Disable caching of static assets in Dropwizard

I have a Dropwizard webserver with a rest api which also serves some static content like html, css, javascript and jpg images. Unfortunately, when I change the html or add another image, the server always needs to be restarted to turn changes into effect.

As I thought that it might be a problem of caching, I explored bazaarvoice's Configurable Assets Bundle.

That's what I added to the configuration class:

@Valid
@NotNull
@JsonProperty
private final AssetsConfiguration assets = new AssetsConfiguration();

And in the main class

@Override
public void initialize(Bootstrap<MyConfiguration> bootstrap) {
    // ...
    CacheBuilderSpec cacheBuilderSpec = CacheBuilderSpec.disableCaching();
    bootstrap.addBundle(new ConfiguredAssetsBundle("/html", cacheBuilderSpec, "/", "index.html", "Static assets"));
}

@Override
public void run(MyConfiguration config, Environment env) {
    env.jersey().setUrlPattern("/api/*");
    // ...
}

No changes in the yaml configuration.

The static files are located in src/main/resources/html. How can caching be disabled such that Dropwizard shows changes instantly?

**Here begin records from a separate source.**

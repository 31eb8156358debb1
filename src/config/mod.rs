pub mod types;

use std::path::{Path, PathBuf};
use std::sync::{Arc, Mutex};

use regex::Regex;

use crate::error::ConfigError;
use types::{PipelineConfig, Step};

/// Default search path for the pipeline config file, platform-native,
/// mirroring how a user-level config directory is resolved elsewhere in
/// this crate's ambient stack.
pub fn default_config_path() -> Option<PathBuf> {
    dirs::config_dir().map(|d| d.join("job-signal/pipeline.json"))
}

/// Load a `PipelineConfig` from `path`. Returns `Ok(None)` if the file does
/// not exist so callers can fall back to [`PipelineConfig::default`].
///
/// # Errors
///
/// Returns an error if the file exists but cannot be read, contains invalid
/// JSON, or fails step/identifier validation.
pub fn try_load_config(path: &Path) -> Result<Option<PipelineConfig>, ConfigError> {
    let content = match std::fs::read_to_string(path) {
        Ok(c) => c,
        Err(e) if e.kind() == std::io::ErrorKind::NotFound => return Ok(None),
        Err(source) => {
            return Err(ConfigError::Read {
                path: path.display().to_string(),
                source,
            });
        }
    };
    let config: PipelineConfig =
        serde_json::from_str(&content).map_err(|source| ConfigError::Parse {
            path: path.display().to_string(),
            source,
        })?;
    validate(&config)?;
    Ok(Some(config))
}

/// Load a `PipelineConfig` from `path`, or the built-in default if the file
/// is absent, then apply environment-variable overrides.
///
/// # Errors
///
/// Propagates [`try_load_config`]'s errors, plus any raised by applying
/// environment overrides (e.g. an unparsable `PIPELINE_STEPS` list).
pub fn load_or_default(path: &Path) -> Result<PipelineConfig, ConfigError> {
    let mut config = try_load_config(path)?.unwrap_or_default();
    apply_env_overrides(&mut config)?;
    validate(&config)?;
    Ok(config)
}

/// Apply the documented `SEMANTIC_*`, `ENABLE_LINE_FILTER`, and
/// `PIPELINE_STEPS` environment variables on top of an already-loaded config.
/// Absent variables leave the corresponding field untouched.
///
/// # Errors
///
/// Returns [`ConfigError::UnknownStep`] if `PIPELINE_STEPS` names a step that
/// does not exist.
pub fn apply_env_overrides(config: &mut PipelineConfig) -> Result<(), ConfigError> {
    if let Ok(v) = std::env::var("SEMANTIC_THRESHOLD")
        && let Ok(v) = v.parse()
    {
        config.semantic_templates.global_threshold = v;
    }
    if let Ok(v) = std::env::var("SEMANTIC_JOB_GLOBAL_THRESHOLD")
        && let Ok(v) = v.parse()
    {
        config.semantic_templates.global_threshold = v;
    }
    if let Ok(v) = std::env::var("SEMANTIC_JOB_FIELD_THRESHOLD")
        && let Ok(v) = v.parse()
    {
        config.semantic_templates.field_threshold = v;
    }
    if let Ok(v) = std::env::var("SEMANTIC_CONTEXT_RADIUS")
        && let Ok(v) = v.parse()
    {
        config.semantic_templates.context_radius = v;
    }
    if let Ok(v) = std::env::var("SEMANTIC_BATCH_SIZE")
        && let Ok(v) = v.parse()
    {
        config.semantic_templates.batch_size = v;
    }
    if let Ok(v) = std::env::var("ENABLE_LINE_FILTER") {
        let enabled = matches!(v.as_str(), "1" | "true" | "yes");
        let has = config.steps.contains(&Step::LineFilter);
        if enabled && !has {
            config.steps.insert(0, Step::LineFilter);
        } else if !enabled && has {
            config.steps.retain(|s| *s != Step::LineFilter);
        }
    }
    if let Ok(v) = std::env::var("PIPELINE_STEPS") {
        let mut steps = Vec::new();
        for name in v.split(',').map(str::trim).filter(|s| !s.is_empty()) {
            let step =
                Step::from_name(name).ok_or_else(|| ConfigError::UnknownStep(name.to_string()))?;
            steps.push(step);
        }
        config.steps = steps;
    }
    // SEMANTIC_MODEL and SEMANTIC_DEVICE select the embedding provider's
    // model/device at construction time, outside this module (see
    // `main::build_embedding_provider`); there is no corresponding config
    // field to override here.
    Ok(())
}

/// Validate step ordering and identifier safety.
///
/// # Errors
///
/// Returns [`ConfigError::StepOrder`] if `cleaner` or `line_filter` appear
/// after a stage they must precede, or [`ConfigError::UnsafeIdentifier`] if
/// `index_rules.table_name` is not a safe SQL-style identifier.
pub fn validate(config: &PipelineConfig) -> Result<(), ConfigError> {
    validate_step_order(&config.steps)?;
    if let Some(name) = &config.index_rules.table_name {
        validate_identifier(name)?;
    }
    for pattern in &config.split_markers {
        Regex::new(pattern).map_err(|source| ConfigError::InvalidPattern {
            pattern: pattern.clone(),
            source,
        })?;
    }
    Ok(())
}

fn validate_step_order(steps: &[Step]) -> Result<(), ConfigError> {
    let pos = |step: Step| steps.iter().position(|s| *s == step);

    if let Some(cleaner) = pos(Step::Cleaner) {
        for consumer in [Step::LineFilter, Step::Semantic, Step::Splitter] {
            if let Some(i) = pos(consumer)
                && i < cleaner
            {
                return Err(ConfigError::StepOrder(format!(
                    "cleaner must precede {}",
                    consumer.name()
                )));
            }
        }
    }
    if let Some(line_filter) = pos(Step::LineFilter) {
        for consumer in [Step::Semantic, Step::Splitter] {
            if let Some(i) = pos(consumer)
                && i < line_filter
            {
                return Err(ConfigError::StepOrder(format!(
                    "line_filter must precede {}",
                    consumer.name()
                )));
            }
        }
    }
    if let (Some(aggregator), Some(last)) = (pos(Step::Aggregator), steps.len().checked_sub(1))
        && aggregator != last
    {
        return Err(ConfigError::StepOrder(
            "aggregator must run last".to_string(),
        ));
    }
    Ok(())
}

/// Reject identifiers unsafe to interpolate into a SQL-target table name,
/// mirroring the validation the (external) index-rule store performs on its
/// own input.
fn validate_identifier(name: &str) -> Result<(), ConfigError> {
    static PATTERN: std::sync::OnceLock<Regex> = std::sync::OnceLock::new();
    #[allow(clippy::unwrap_used)] // the literal pattern is known to compile
    let re = PATTERN.get_or_init(|| Regex::new(r"^[A-Za-z_][A-Za-z0-9_]*$").unwrap());
    if re.is_match(name) {
        Ok(())
    } else {
        Err(ConfigError::UnsafeIdentifier(name.to_string()))
    }
}

/// A published, atomically-swappable configuration snapshot. Cloning the
/// inner `Arc` is cheap; an in-flight pipeline invocation holds its clone for
/// its whole lifetime and is unaffected by a later [`ConfigHandle::reload`].
#[derive(Clone)]
pub struct ConfigHandle {
    current: Arc<Mutex<Arc<PipelineConfig>>>,
}

impl ConfigHandle {
    pub fn new(config: PipelineConfig) -> Self {
        Self {
            current: Arc::new(Mutex::new(Arc::new(config))),
        }
    }

    /// Take a snapshot of the currently published configuration.
    #[allow(clippy::missing_panics_doc)] // poisoned mutex indicates an unrecoverable bug
    pub fn snapshot(&self) -> Arc<PipelineConfig> {
        #[allow(clippy::unwrap_used)]
        Arc::clone(&self.current.lock().unwrap())
    }

    /// Publish a new configuration. Requests already holding a snapshot keep
    /// using their own copy.
    ///
    /// # Errors
    ///
    /// Propagates validation errors from the new config.
    #[allow(clippy::missing_panics_doc)]
    pub fn reload(&self, config: PipelineConfig) -> Result<(), ConfigError> {
        validate(&config)?;
        #[allow(clippy::unwrap_used)]
        {
            *self.current.lock().unwrap() = Arc::new(config);
        }
        Ok(())
    }
}
//! Distills stored recruitment-announcement email bodies into structured
//! analytics: per-block technology keyword frequencies, per-block
//! classifications, and the semantic boundary of the job-description region
//! within each body.
//!
//! The crate is a configurable, composable pipeline of text-analysis stages
//! (see [`pipeline::Pipeline`]) driven by a runtime-reconfigurable
//! [`config::types::PipelineConfig`] snapshot. Message-file decoding, the
//! HTTP surface, spreadsheet export, persistent configuration storage, and
//! the embedding model's weights are external collaborators — this crate
//! depends on them only through narrow trait boundaries
//! ([`embedding::EmbeddingProvider`]) or plain data ([`model::EmailMessage`]).

pub mod aggregator;
pub mod classifier;
pub mod cleaner;
pub mod config;
pub mod embedding;
pub mod error;
pub mod keyword;
pub mod line_filter;
pub mod model;
pub mod pipeline;
pub mod semantic;
pub mod splitter;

And second question, how can I make Dropwizard follow symbolic links from the assets directory?

Update

I found this in the ConfiguredAssetsBundle source:

// Let the cache spec from the configuration override the one specified in the code
CacheBuilderSpec spec = (config.getCacheSpec() != null)
    ? CacheBuilderSpec.parse(config.getCacheSpec())
    : cacheBuilderSpec;

This certainly overrides the cache builder spec which was set in the code with the configuration from the yaml file. After append

assets:
  cacheSpec: maximumSize=0

to the configuration, the debugger shows that maximum size is now 0. However, behaviour did not change.

Upvotes: 4

Views: 1563

Answers (1)

Can Bican
Can Bican

Reputation: 464

Static content doesn't change not because you need to restart, but because the running server actually serves files under the target directory. Changing the files in this directory only confuses things (so it's not really a solution), but change a few lines and wait a second to verify that the server now serves the modified file with no need to restart.

As a solution, I prefer opening the dropwizard project as a maven project in eclipse and run the project with mvn exec:java on a terminal, using the exec-maven-plugin. Eclipse updates the target directory as files change, but it takes a few seconds, depending on the size of the project.